[RFC 3/3] drm/amdgpu: Add locking to amdgpu_ctx_mgr_entity_fini()

Tue May 20 16:23:51 UTC 2025

On 20/05/2025 09:40, Christian König wrote:
> On 5/20/25 09:50, Tvrtko Ursulin wrote:
>>
>> On 20/05/2025 08:39, Christian König wrote:
>>> On 5/19/25 18:37, Tvrtko Ursulin wrote:
>>>> Amdgpu_ctx_mgr_entity_fini() walks the context IDR unlocked so question is
>>>> could it in theory see a stale entry and attempt to destroy the
>>>> drm_sched_entity twice?
>>>
>>> No, when this function is called when the file descriptor is freed up.
>>>
>>> So there should never ever be any concurrent user of this.
>>>
>>>> Problem is I have hit this on a KASAN enabled kernel only _once_ and never
>>>> since. In that case it reported amdgpu_ctx_ioctl() had freed the entity
>>>> already which would mean the question is could we possibly go through the
>>>> mutex_unlock() on one CPU, and another CPU to follow immediately with
>>>> file->release (DRM postclose) and see the stale entry.
>>>
>>> Mhm, it would basically mean that the file descriptor can be closed while some IOCTL on it is still ongoing.
>>
>> I know, like if the VFS side of things was broken.
>>
>>> I think that this would be extremely ugly and should never ever happen in the first place. Adding the mutex just band aids the issue, but not really fixes it.
>>
>> So the part I wasn't sure about was not the ->release() running actually in parallel with ->ioctl(), but straight afterwards, but on a different CPU.
>>
>> If there is any chance the missing mutex_lock() before the IDR walk could mean a lacking memory barrier, so the entry that was just removed by ->ioctl() is seen in ->release().
>>
>>   Thread A        Thread B
>>   amdgpu_ctx_ioctl
>>    -> amdgpu_ctx_free
>>        mutex_lock
>>        idr_remove
>>        mutex_unlock
>>         fput()        fput()
>>              ->release()
>>              amdgpu_ctx_mgr_fini
>>               -> amdgpu_ctx_mgr_entity_fini
>>                    idr_for_each_entry
>>                  stale entry ??? -> BOOM
>>
>> Question is does the mutex_unlock() in Thread A ensures that the write into the IDR array would be seen in Thread B, given no mutex_lock() in the latter.
> 
> Oh, good question! I have absolutely no idea.
> 
> The mutex_unlock() certainly doesn't provide any memory barrier for the other CPU which does the _fini, but the fput() or the ->release code path might.
> 
> As far as I know it is rather common to not lock anything in the destroy path. I will try to double check.

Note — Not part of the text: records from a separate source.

//! Authentication handlers
//!
//! Registration, the two-step login, logout and password change.
//! Successful auth sets the `girok_session` cookie and returns a
//! short-lived access token.

use actix_web::cookie::{time::Duration as CookieDuration, Cookie, SameSite};
use actix_web::{web, HttpRequest, HttpResponse};
use girok_core::auth::MfaMethod;
use girok_core::entities::account::{Account, AccountMode, AccountStatus};
use girok_core::entities::session::{SESSION_COOKIE, SESSION_COOKIE_MAX_AGE_SECS};
use serde::{Deserialize, Serialize};
use serde_json::json;
use tracing::info;
use validator::Validate;

use crate::middleware::auth::{
    require_service_id, require_session, require_verified_session, ClientInfo,
};
use crate::middleware::error_handler::{ApiError, ApiResult};
use crate::services::auth::{LoginOutcome, SessionBundle};
use crate::state::AppState;

// Request DTOs

/// Account registration request
#[derive(Debug, Deserialize, Validate)]
pub struct RegisterRequest {
    #[validate(email(message = "Invalid email format"))]
    pub email: String,

    #[validate(length(min = 8, max = 128, message = "Password must be 8 to 128 characters"))]
    pub password: String,

    #[validate(length(min = 2, max = 50, message = "Username must be 2 to 50 characters"))]
    pub username: String,
}

/// Login primary-step request
#[derive(Debug, Deserialize, Validate)]
pub struct LoginRequest {
    #[validate(email(message = "Invalid email format"))]
    pub email: String,

    #[validate(length(min = 1, message = "Password is required"))]
    pub password: String,
}

/// Login MFA-step request
#[derive(Debug, Deserialize, Validate)]
#[serde(rename_all = "camelCase")]
pub struct LoginMfaRequest {
    #[validate(length(min = 1, message = "Challenge ID is required"))]
    pub challenge_id: String,

    #[validate(length(min = 1, message = "Code is required"))]
    pub code: String,

    pub method: MfaMethod,
}

/// Password change request
#[derive(Debug, Deserialize, Validate)]
#[serde(rename_all = "camelCase")]
pub struct ChangePasswordRequest {
    #[validate(length(min = 1, message = "Current password is required"))]
    pub current_password: String,

    #[validate(length(min = 8, max = 128, message = "Password must be 8 to 128 characters"))]
    pub new_password: String,
}

// Response DTOs

/// Account projection returned to clients
#[derive(Debug, Serialize)]
#[serde(rename_all = "camelCase")]
pub struct AccountResponse {
    pub id: String,
    pub external_id: String,
    pub email: String,
    pub username: String,
    pub status: AccountStatus,
    pub mode: AccountMode,
    pub mfa_enabled: bool,
    pub email_verified: bool,
    pub country: Option<String>,
    pub locale: Option<String>,
    pub created_at: String,
}

impl From<Account> for AccountResponse {
    fn from(account: Account) -> Self {
        Self {
            id: account.id.to_string(),
            external_id: account.external_id,
            email: account.email,
            username: account.username,
            status: account.status,
            mode: account.mode,
            mfa_enabled: account.mfa_enabled,
            email_verified: account.email_verified,
            country: account.country,
            locale: account.locale,
            created_at: account.created_at.to_rfc3339(),
        }
    }
}

// Handler functions

/// POST /api/v1/auth/register
pub async fn register(
    data: web::Data<AppState>,
    request: web::Json<RegisterRequest>,
    http_request: HttpRequest,
) -> ApiResult<HttpResponse> {
    request.validate()?;
    let service_id = require_service_id(&http_request, &data).await?;
    let client = ClientInfo::from_request(&http_request);

    let bundle = data
        .auth()
        .register(
            request.email.clone(),
            request.password.clone(),
            request.username.clone(),
            service_id,
            &client,
        )
        .await?;

    info!(account_id = %bundle.account.id, "registration complete");
    session_response(&data, bundle, actix_web::http::StatusCode::CREATED)
}

/// POST /api/v1/auth/login
pub async fn login(
    data: web::Data<AppState>,
    request: web::Json<LoginRequest>,
    http_request: HttpRequest,
) -> ApiResult<HttpResponse> {
    request.validate().map_err(|_| ApiError::InvalidCredentials)?;
    require_service_id(&http_request, &data).await?;
    let client = ClientInfo::from_request(&http_request);

    match data
        .auth()
        .login(&request.email, &request.password, &client)
        .await?
    {
        LoginOutcome::Complete(bundle) => {
            session_response(&data, *bundle, actix_web::http::StatusCode::OK)
        }
        LoginOutcome::MfaRequired {
            challenge_id,
            methods,
        } => Ok(HttpResponse::Ok().json(json!({
            "success": true,
            "mfaRequired": true,
            "challengeId": challenge_id,
            "availableMethods": methods,
        }))),
    }
}

/// POST /api/v1/auth/login/mfa
pub async fn login_mfa(
    data: web::Data<AppState>,
    request: web::Json<LoginMfaRequest>,
    http_request: HttpRequest,
) -> ApiResult<HttpResponse> {
    request.validate()?;
    let client = ClientInfo::from_request(&http_request);

    let bundle = data
        .auth()
        .login_mfa(&request.challenge_id, &request.code, request.method, &client)
        .await?;

    session_response(&data, bundle, actix_web::http::StatusCode::OK)
}

/// POST /api/v1/auth/logout
///
/// Idempotent: succeeds whether or not the session still exists.
pub async fn logout(
    data: web::Data<AppState>,
    http_request: HttpRequest,
) -> ApiResult<HttpResponse> {
    let jti = bearer_jti(&data, &http_request);

    if let Some(cookie) = http_request.cookie(SESSION_COOKIE) {
        if let Ok(session_id) = uuid::Uuid::parse_str(cookie.value()) {
            data.auth().logout(session_id, jti.as_deref()).await?;
        }
    } else if let Some(ref jti_value) = jti {
        // Token-only logout still revokes the token
        data.cache()
            .revoke_token(jti_value, std::time::Duration::from_secs(3600))
            .await?;
    }

    let mut response = HttpResponse::Ok().json(json!({
        "success": true,
        "message": "Logged out",
    }));
    let _ = response.add_cookie(&expired_session_cookie());
    Ok(response)
}

/// GET /api/v1/auth/me
pub async fn get_current_account(
    data: web::Data<AppState>,
    http_request: HttpRequest,
) -> ApiResult<HttpResponse> {
    let session = require_session(&http_request, &data).await?;
    let account = data.auth().get_account(session.account_id).await?;
    Ok(HttpResponse::Ok().json(AccountResponse::from(account)))
}

/// POST /api/v1/auth/password
pub async fn change_password(
    data: web::Data<AppState>,
    request: web::Json<ChangePasswordRequest>,
    http_request: HttpRequest,
) -> ApiResult<HttpResponse> {
    request.validate()?;
    // Sessions that still owe a second factor cannot rotate credentials
    let session = require_verified_session(&http_request, &data).await?;

    data.auth()
        .change_password(
            session.account_id,
            &request.current_password,
            &request.new_password,
            session.id,
        )
        .await?;

    Ok(HttpResponse::Ok().json(json!({
        "success": true,
        "message": "Password changed",
    })))
}

// Helpers

/// Render a session bundle: cookie + access token + account projection
fn session_response(
    data: &AppState,
    bundle: SessionBundle,
    status: actix_web::http::StatusCode,
) -> ApiResult<HttpResponse> {
    let issued = data
        .tokens()
        .issue(bundle.account.id, bundle.session.id, bundle.session.context)
        .map_err(|e| ApiError::Internal(e.to_string()))?;

    let cookie = session_cookie(&bundle.session.id.to_string());

    let body = json!({
        "success": true,
        "user": AccountResponse::from(bundle.account),
        "accessToken": issued.token,
        "refreshToken": bundle.refresh_token,
        "expiresIn": issued.expires_in,
        "sessionId": bundle.session.id,
        "mfaVerified": bundle.session.mfa_verified,
    });

    let mut response = HttpResponse::build(status).json(body);
    response
        .add_cookie(&cookie)
        .map_err(|e| ApiError::Internal(e.to_string()))?;
    Ok(response)
}

/// The edge session cookie: HttpOnly, Secure, SameSite=Lax
fn session_cookie(session_id: &str) -> Cookie<'static> {
    Cookie::build(SESSION_COOKIE, session_id.to_string())
        .path("/")
        .http_only(true)
        .secure(true)
        .same_site(SameSite::Lax)
        .max_age(CookieDuration::seconds(SESSION_COOKIE_MAX_AGE_SECS))
        .finish()
}

fn expired_session_cookie() -> Cookie<'static> {
    let mut cookie = session_cookie("");
    cookie.set_max_age(CookieDuration::seconds(0));
    cookie
}

/// JTI of the presented bearer token, if any
fn bearer_jti(data: &AppState, req: &HttpRequest) -> Option<String> {
    let header = req.headers().get("Authorization")?.to_str().ok()?;
    let token = header.strip_prefix("Bearer ")?.trim();
    data.tokens().validate(token).ok().map(|claims| claims.jti)
}

#[cfg(test)]
mod tests {
    use super::*;

    #[test]
    fn test_register_request_validation() {
        let valid = RegisterRequest {
            email: "alice@example.com".to_string(),
            password: "SecurePassword123!".to_string(),
            username: "alice".to_string(),
        };
        assert!(valid.validate().is_ok());

        let invalid_email = RegisterRequest {
            email: "not-an-email".to_string(),
            password: "SecurePassword123!".to_string(),
            username: "alice".to_string(),
        };
        assert!(invalid_email.validate().is_err());

        let short_password = RegisterRequest {
            email: "alice@example.com".to_string(),
            password: "short".to_string(),
            username: "alice".to_string(),
        };
        assert!(short_password.validate().is_err());
    }

    #[test]
    fn test_session_cookie_attributes() {
        let cookie = session_cookie("0190a8b0-0000-7000-8000-000000000000");

        assert_eq!(cookie.name(), "girok_session");
        assert_eq!(cookie.http_only(), Some(true));
        assert_eq!(cookie.secure(), Some(true));
        assert_eq!(cookie.same_site(), Some(SameSite::Lax));
        assert_eq!(
            cookie.max_age(),
            Some(CookieDuration::seconds(1_209_600))
        );
    }

    #[test]
    fn test_account_response_projection() {
        let account = Account::new("alice@example.com".to_string(), "alice".to_string());
        let response = AccountResponse::from(account.clone());

        assert_eq!(response.id, account.id.to_string());
        assert_eq!(response.email, "alice@example.com");
        // No credential material in the projection
        let json = serde_json::to_value(&response).unwrap();
        assert!(json.get("passwordHash").is_none());
        assert!(json.get("password").is_none());
    }

    #[test]
    fn test_login_mfa_request_parses_method() {
        let parsed: LoginMfaRequest = serde_json::from_value(json!({
            "challengeId": "abc",
            "code": "123456",
            "method": "totp",
        }))
        .unwrap();
        assert_eq!(parsed.method, MfaMethod::Totp);

        let parsed: LoginMfaRequest = serde_json::from_value(json!({
            "challengeId": "abc",
            "code": "AAAA-BBBB",
            "method": "backup_code",
        }))
        .unwrap();
        assert_eq!(parsed.method, MfaMethod::BackupCode);
    }
}
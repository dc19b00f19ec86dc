//! Short Base62 external identifiers
//!
//! Client-facing 10-character IDs: the first 8 characters encode the
//! milliseconds since 2025-01-01 UTC in Base62 (zero-padded, so lexical
//! order equals numeric order), the last 2 are CSPRNG-chosen. Collision
//! handling is the inserting repository's job (re-generate, bounded
//! retries).

use chrono::{TimeZone, Utc};
use rand::{rngs::OsRng, Rng};

/// Base62 alphabet ordered so that lexical comparison matches numeric
/// comparison of the encoded value.
const ALPHABET: &[u8; 62] = b"0123456789ABCDEFGHIJKLMNOPQRSTUVWXYZabcdefghijklmnopqrstuvwxyz";

/// Length of the timestamp prefix
const TIME_LEN: usize = 8;

/// Length of the random suffix
const RANDOM_LEN: usize = 2;

/// Total external ID length
pub const EXTERNAL_ID_LEN: usize = TIME_LEN + RANDOM_LEN;

/// Maximum number of insert-time collision retries
pub const MAX_COLLISION_RETRIES: usize = 3;

/// Milliseconds of the external-ID epoch (2025-01-01T00:00:00Z)
fn epoch_ms() -> i64 {
    Utc.with_ymd_and_hms(2025, 1, 1, 0, 0, 0)
        .single()
        .map(|dt| dt.timestamp_millis())
        .unwrap_or(1_735_689_600_000)
}

/// A 10-character Base62 external identifier
#[derive(Debug, Clone, PartialEq, Eq, Hash)]
pub struct ExternalId(String);

impl ExternalId {
    /// Generate a fresh external ID for the current instant
    pub fn generate() -> Self {
        Self::generate_at(Utc::now().timestamp_millis())
    }

    /// Generate an external ID for a specific wall-clock millisecond
    pub fn generate_at(now_ms: i64) -> Self {
        let elapsed = (now_ms - epoch_ms()).max(0) as u64;
        let mut id = encode_base62(elapsed, TIME_LEN);

        let mut rng = OsRng;
        for _ in 0..RANDOM_LEN {
            let idx = rng.gen_range(0..ALPHABET.len());
            id.push(ALPHABET[idx] as char);
        }

        Self(id)
    }

    /// Validate and wrap an existing external ID string
    pub fn parse(value: &str) -> Option<Self> {
        if value.len() != EXTERNAL_ID_LEN {
            return None;
        }
        if !value.bytes().all(|b| ALPHABET.contains(&b)) {
            return None;
        }
        Some(Self(value.to_string()))
    }

    pub fn as_str(&self) -> &str {
        &self.0
    }

    pub fn into_string(self) -> String {
        self.0
    }
}

impl std::fmt::Display for ExternalId {
    fn fmt(&self, f: &mut std::fmt::Formatter<'_>) -> std::fmt::Result {
        f.write_str(&self.0)
    }
}

/// Encode a value in Base62, zero-padded to `width` characters
fn encode_base62(mut value: u64, width: usize) -> String {
    let mut digits = vec![b'0'; width];
    let mut pos = width;
    while value > 0 && pos > 0 {
        pos -= 1;
        digits[pos] = ALPHABET[(value % 62) as usize];
        value /= 62;
    }
    String::from_utf8(digits).unwrap_or_default()
}

#[cfg(test)]
mod tests {
    use super::*;

    #[test]
    fn test_length_and_alphabet() {
        let id = ExternalId::generate();
        assert_eq!(id.as_str().len(), EXTERNAL_ID_LEN);
        assert!(id.as_str().bytes().all(|b| ALPHABET.contains(&b)));
    }

    #[test]
    fn test_time_prefix_is_lexically_ordered() {
        let earlier = ExternalId::generate_at(epoch_ms() + 1_000);
        let later = ExternalId::generate_at(epoch_ms() + 2_000);

        assert!(earlier.as_str()[..TIME_LEN] < later.as_str()[..TIME_LEN]);
    }

    #[test]
    fn test_epoch_encodes_to_zeroes() {
        let id = ExternalId::generate_at(epoch_ms());
        assert_eq!(&id.as_str()[..TIME_LEN], "00000000");
    }

    #[test]
    fn test_parse_rejects_bad_input() {
        assert!(ExternalId::parse("short").is_none());
        assert!(ExternalId::parse("has spaces!").is_none());
        assert!(ExternalId::parse("0000000000").is_some());
    }

    #[test]
    fn test_encode_base62_known_values() {
        assert_eq!(encode_base62(0, 8), "00000000");
        assert_eq!(encode_base62(61, 8), "0000000z");
        assert_eq!(encode_base62(62, 8), "00000010");
    }
}
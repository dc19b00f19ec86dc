//! MFA management handlers
//!
//! Setup flow: DISABLED -> PROVISIONED on setup, PROVISIONED -> ENABLED
//! on a successful TOTP verify, any -> DISABLED on password-verified
//! disable. Backup-code regeneration swaps the whole set.

use actix_web::{web, HttpRequest, HttpResponse};
use serde::Deserialize;
use serde_json::json;
use validator::Validate;

use crate::middleware::auth::require_session;
use crate::middleware::error_handler::ApiResult;
use crate::state::AppState;

// Request DTOs

#[derive(Debug, Deserialize, Validate)]
pub struct VerifySetupRequest {
    #[validate(length(equal = 6, message = "Code must be 6 digits"))]
    pub code: String,
}

#[derive(Debug, Deserialize, Validate)]
pub struct PasswordConfirmRequest {
    #[validate(length(min = 1, message = "Password is required"))]
    pub password: String,
}

// Handler functions

/// POST /api/v1/auth/mfa/setup
///
/// Provisions a secret without enabling it; the response is the only
/// time the plaintext backup codes are visible.
pub async fn setup(
    data: web::Data<AppState>,
    http_request: HttpRequest,
) -> ApiResult<HttpResponse> {
    let session = require_session(&http_request, &data).await?;
    let provisioning = data.auth().mfa_setup(session.account_id).await?;

    Ok(HttpResponse::Ok().json(json!({
        "success": true,
        "secret": provisioning.secret,
        "otpauthUri": provisioning.otpauth_uri,
        "backupCodes": provisioning.backup_codes,
    })))
}

/// POST /api/v1/auth/mfa/verify
pub async fn verify_setup(
    data: web::Data<AppState>,
    request: web::Json<VerifySetupRequest>,
    http_request: HttpRequest,
) -> ApiResult<HttpResponse> {
    request.validate()?;
    let session = require_session(&http_request, &data).await?;

    data.auth()
        .mfa_verify_setup(session.account_id, &request.code, session.id)
        .await?;

    Ok(HttpResponse::Ok().json(json!({
        "success": true,
        "message": "MFA enabled",
    })))
}

/// POST /api/v1/auth/mfa/disable
pub async fn disable(
    data: web::Data<AppState>,
    request: web::Json<PasswordConfirmRequest>,
    http_request: HttpRequest,
) -> ApiResult<HttpResponse> {
    request.validate()?;
    let session = require_session(&http_request, &data).await?;

    data.auth()
        .mfa_disable(session.account_id, &request.password)
        .await?;

    Ok(HttpResponse::Ok().json(json!({
        "success": true,
        "message": "MFA disabled",
    })))
}

/// POST /api/v1/auth/mfa/backup-codes/regenerate
pub async fn regenerate_backup_codes(
    data: web::Data<AppState>,
    request: web::Json<PasswordConfirmRequest>,
    http_request: HttpRequest,
) -> ApiResult<HttpResponse> {
    request.validate()?;
    let session = require_session(&http_request, &data).await?;

    let codes = data
        .auth()
        .regenerate_backup_codes(session.account_id, &request.password)
        .await?;

    Ok(HttpResponse::Ok().json(json!({
        "success": true,
        "backupCodes": codes,
    })))
}

#[cfg(test)]
mod tests {
    use super::*;

    #[test]
    fn test_verify_setup_request_validation() {
        let valid = VerifySetupRequest {
            code: "123456".to_string(),
        };
        assert!(valid.validate().is_ok());

        let wrong_length = VerifySetupRequest {
            code: "12345".to_string(),
        };
        assert!(wrong_length.validate().is_err());
    }

    #[test]
    fn test_password_confirm_validation() {
        let empty = PasswordConfirmRequest {
            password: String::new(),
        };
        assert!(empty.validate().is_err());
    }
}
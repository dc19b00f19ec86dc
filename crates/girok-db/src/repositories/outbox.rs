//! Transactional outbox repository
//!
//! `append` inserts inside the caller's transaction so the state
//! mutation and the intent to emit commit or roll back together. The
//! publisher worker drains due rows, delivers them to the bus, and
//! marks `published_at`; failures back off exponentially and rows are
//! never deleted.

use crate::entities::outbox_event::{ActiveModel, Column, Entity, Model};
use crate::error::{DbError, DbResult};
use chrono::{Duration, Utc};
use girok_core::events::{AggregateType, EventType};
use girok_core::ids::uuid7;
use sea_orm::{
    ActiveModelTrait, ColumnTrait, ConnectionTrait, DatabaseConnection, EntityTrait,
    PaginatorTrait, QueryFilter, QueryOrder, QuerySelect, Set,
};
use std::sync::Arc;
use tracing::debug;
use uuid::Uuid;

/// Backoff base for failed deliveries
const RETRY_BASE_SECS: i64 = 1;

/// Backoff cap
const RETRY_CAP_SECS: i64 = 300;

/// An event to append inside a transaction
#[derive(Debug, Clone)]
pub struct NewOutboxEvent {
    pub aggregate_type: AggregateType,
    pub aggregate_id: Uuid,
    pub event_type: String,
    pub payload: serde_json::Value,
}

impl NewOutboxEvent {
    pub fn new(
        aggregate_type: AggregateType,
        aggregate_id: Uuid,
        event_type: EventType,
        payload: serde_json::Value,
    ) -> Self {
        Self {
            aggregate_type,
            aggregate_id,
            event_type: event_type.as_str().to_string(),
            payload,
        }
    }

    /// An event under a custom topic token, for summaries that are not
    /// tied to the catalog
    pub fn custom(
        aggregate_type: AggregateType,
        aggregate_id: Uuid,
        event_type: &str,
        payload: serde_json::Value,
    ) -> Self {
        Self {
            aggregate_type,
            aggregate_id,
            event_type: event_type.to_string(),
            payload,
        }
    }
}

/// Outbox repository
#[derive(Clone)]
pub struct OutboxRepository {
    db: Arc<DatabaseConnection>,
}

impl OutboxRepository {
    pub fn new(db: Arc<DatabaseConnection>) -> Self {
        Self { db }
    }

    /// Append an event row inside the caller's transaction
    pub async fn append<C: ConnectionTrait>(
        &self,
        conn: &C,
        event: NewOutboxEvent,
    ) -> DbResult<Model> {
        let now = Utc::now();
        let row = ActiveModel {
            id: Set(uuid7::generate()),
            aggregate_type: Set(event.aggregate_type.as_str().to_string()),
            aggregate_id: Set(event.aggregate_id),
            event_type: Set(event.event_type),
            payload: Set(event.payload),
            created_at: Set(now),
            published_at: Set(None),
            retry_count: Set(0),
            next_attempt_at: Set(now),
        };

        row.insert(conn).await.map_err(DbError::from)
    }

    /// Fetch unpublished rows that are due, oldest first
    pub async fn fetch_due(&self, limit: u64) -> DbResult<Vec<Model>> {
        Entity::find()
            .filter(Column::PublishedAt.is_null())
            .filter(Column::NextAttemptAt.lte(Utc::now()))
            .order_by_asc(Column::CreatedAt)
            .limit(limit)
            .all(self.db.as_ref())
            .await
            .map_err(DbError::from)
    }

    /// Mark a row delivered
    pub async fn mark_published(&self, id: Uuid) -> DbResult<()> {
        Entity::update_many()
            .filter(Column::Id.eq(id))
            .col_expr(
                Column::PublishedAt,
                sea_orm::sea_query::Expr::value(Some(Utc::now())),
            )
            .exec(self.db.as_ref())
            .await
            .map_err(DbError::from)?;
        Ok(())
    }

    /// Record a delivery failure and schedule the next attempt
    ///
    /// `next_attempt_at = now + min(2^retry_count * base, cap)`. The row
    /// stays forever; after enough failures an operator sweep picks it
    /// up.
    pub async fn mark_failed(&self, id: Uuid, previous_retry_count: i32) -> DbResult<()> {
        let retry_count = previous_retry_count.saturating_add(1);
        let backoff = backoff_secs(retry_count);

        Entity::update_many()
            .filter(Column::Id.eq(id))
            .col_expr(
                Column::RetryCount,
                sea_orm::sea_query::Expr::value(retry_count),
            )
            .col_expr(
                Column::NextAttemptAt,
                sea_orm::sea_query::Expr::value(Utc::now() + Duration::seconds(backoff)),
            )
            .exec(self.db.as_ref())
            .await
            .map_err(DbError::from)?;

        debug!(event_id = %id, retry_count, backoff_secs = backoff, "outbox delivery backed off");
        Ok(())
    }

    /// Number of rows still awaiting delivery
    pub async fn unpublished_count(&self) -> DbResult<u64> {
        Entity::find()
            .filter(Column::PublishedAt.is_null())
            .count(self.db.as_ref())
            .await
            .map_err(DbError::from)
    }
}

/// Exponential backoff with a cap
fn backoff_secs(retry_count: i32) -> i64 {
    let exponent = retry_count.clamp(0, 30) as u32;
    let delay = RETRY_BASE_SECS.saturating_mul(1_i64 << exponent.min(20));
    delay.min(RETRY_CAP_SECS)
}

#[cfg(test)]
mod tests {
    use super::*;

    #[test]
    fn test_backoff_schedule() {
        assert_eq!(backoff_secs(1), 2);
        assert_eq!(backoff_secs(2), 4);
        assert_eq!(backoff_secs(3), 8);
        assert_eq!(backoff_secs(8), 256);
        // Capped
        assert_eq!(backoff_secs(9), 300);
        assert_eq!(backoff_secs(30), 300);
    }

    #[test]
    fn test_new_event_uses_catalog_token() {
        let event = NewOutboxEvent::new(
            AggregateType::Sanction,
            Uuid::new_v4(),
            EventType::SanctionApplied,
            serde_json::json!({}),
        );
        assert_eq!(event.event_type, "SANCTION_APPLIED");
        assert_eq!(event.aggregate_type.as_str(), "sanction");
    }

    #[test]
    fn test_custom_topic() {
        let event = NewOutboxEvent::custom(
            AggregateType::DsrRequest,
            Uuid::nil(),
            "dsr.daily.summary",
            serde_json::json!({"pending": 3}),
        );
        assert_eq!(event.event_type, "dsr.daily.summary");
    }
}
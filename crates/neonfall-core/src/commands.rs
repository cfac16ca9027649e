//! Commands queued by the host and applied at the next tick boundary.

use serde::{Deserialize, Serialize};

use crate::enums::{Mode, RogueDifficulty};

/// Host-issued player commands.
///
/// Commands never take effect mid-tick; the engine drains its queue at the
/// start of each tick before running systems.
#[derive(Debug, Clone, PartialEq, Serialize, Deserialize)]
pub enum PlayerCommand {
    /// Begin a fresh run. Difficulty only matters in rogue mode.
    StartGame {
        mode: Mode,
        difficulty: RogueDifficulty,
    },
    /// Suspend the simulation; ignored outside of Playing.
    Pause,
    /// Resume a paused run.
    Resume,
    /// Restart the current mode from scratch after a game over.
    Restart,
    /// Teleport to the aim point, spending a blink charge (rogue mode).
    Blink,
    /// Desired movement direction; components are clamped to [-1, 1].
    SetMoveIntent { x: f32, y: f32 },
    /// Aim point in arena coordinates.
    SetAimTarget { x: f32, y: f32 },
    /// Whether the fire control is currently held.
    SetFireHeld { held: bool },
}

FWIW I tried to provoke this with a freshly made IGT today but failed. I 
will park it for now since it does not feel a very plausible race.

Regards,

Tvrtko

>>   >> Throwing it out there not to forget about it, since I have manage to
>>>> lose the KASAN trace already..
>>>
>>> If you manage to trigger that again please send it to me ASAP.
>>>
>>> Thanks,
>>> Christian.
>>>
>>>>
>>>> Signed-off-by: Tvrtko Ursulin <tvrtko.ursulin at igalia.com>
>>>> Cc: Alex Deucher <alexander.deucher at amd.com>
>>>> Cc: Christian König <christian.koenig at amd.com>
>>>> ---
>>>>    drivers/gpu/drm/amd/amdgpu/amdgpu_ctx.c | 2 ++
>>>>    1 file changed, 2 insertions(+)
>>>>
>>>> diff --git a/drivers/gpu/drm/amd/amdgpu/amdgpu_ctx.c b/drivers/gpu/drm/amd/amdgpu/amdgpu_ctx.c
>>>> index 85567d0d9545..95b005ed839e 100644
>>>> --- a/drivers/gpu/drm/amd/amdgpu/amdgpu_ctx.c
>>>> +++ b/drivers/gpu/drm/amd/amdgpu/amdgpu_ctx.c
>>>> @@ -927,6 +927,7 @@ static void amdgpu_ctx_mgr_entity_fini(struct amdgpu_ctx_mgr *mgr)
>>>>          idp = &mgr->ctx_handles;
>>>>    +    mutex_lock(&mgr->lock);
>>>>        idr_for_each_entry(idp, ctx, id) {
>>>>            if (kref_read(&ctx->refcount) != 1) {
>>>>                DRM_ERROR("ctx %p is still alive\n", ctx);
>>>> @@ -945,6 +946,7 @@ static void amdgpu_ctx_mgr_entity_fini(struct amdgpu_ctx_mgr *mgr)
>>>>                }
>>>>            }
>>>>        }
>>>> +    mutex_unlock(&mgr->lock);
>>>>    }
>>>>      void amdgpu_ctx_mgr_fini(struct amdgpu_ctx_mgr *mgr)
>>>
>>
>